Gratiolet is remembered for his work in neuroanatomy, physiognomy and physical anthropology. He did extensive research in the field of comparative anatomy, and performed important studies regarding the differences and similarities between human and various primate brains. He is also credited for introducing the demarcation of the brain's cortical surface into five lobes, (frontal lobe, temporal lobe, parietal lobe, occipital lobe and insular cortex).

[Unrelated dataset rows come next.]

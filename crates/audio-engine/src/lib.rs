//! Clipforge Audio
//!
//! Buffer-level audio work, synchronous from the caller's perspective:
//! - **Decoding:** container/codec audio into planar float buffers
//! - **Peaks:** fixed-resolution min/max envelopes for waveform display
//! - **WAV / MP3:** 16-bit PCM container writer and block-encoder driver
//! - **Routing:** audio graph driver used by the video pipeline
//! - **Mixing:** offline concatenation of tracks into one stereo buffer

pub mod decode;
pub mod graph;
pub mod mix;
pub mod mp3;
pub mod pcm;
pub mod peaks;
pub mod wav;

pub use decode::{decode_bytes, decode_file};
pub use graph::{AudioGraphBackend, AudioRouter, CaptureTrack, Destination, RoutingMode};
pub use mix::{concat_tracks, OfflineRenderer, SoftwareRenderer};
pub use mp3::{encode_blocks, BlockEncoder, Mp3Settings};
pub use peaks::{PeakCache, PeakEnvelope};
pub use wav::encode_wav;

With Paul Broca (1824-1880) he performed correlative studies of aphasia and the frontal lobe. Gratiolet was a vocal critic of Broca regarding the latter's belief that a larger brain equated to higher intelligence.

== Associated eponym ==
- Gratiolet's radiation: also known as the geniculocalcarine tract. The massive, fan-like fiber system passing from the lateral geniculate body of the thalamus to the visual cortex.

== Selected writings ==
- Anatomie comparée du système nerveux considéré dans ses rapports avec l’intelligence, with François Leuret, Paris, Ballière, vol 1, 1839.
- Mémoire sur les Plis Cérébraux de l'Homme et des Primates. Paris: Bertrand, 1854.
- De la Physiognomie et des Mouvements d'Expression (About physiognomy and the movements of expression) 1865.
- Recherches sur l’anatomie de l’hippopotame. (Research on the anatomy of the hippopotamus) 1867.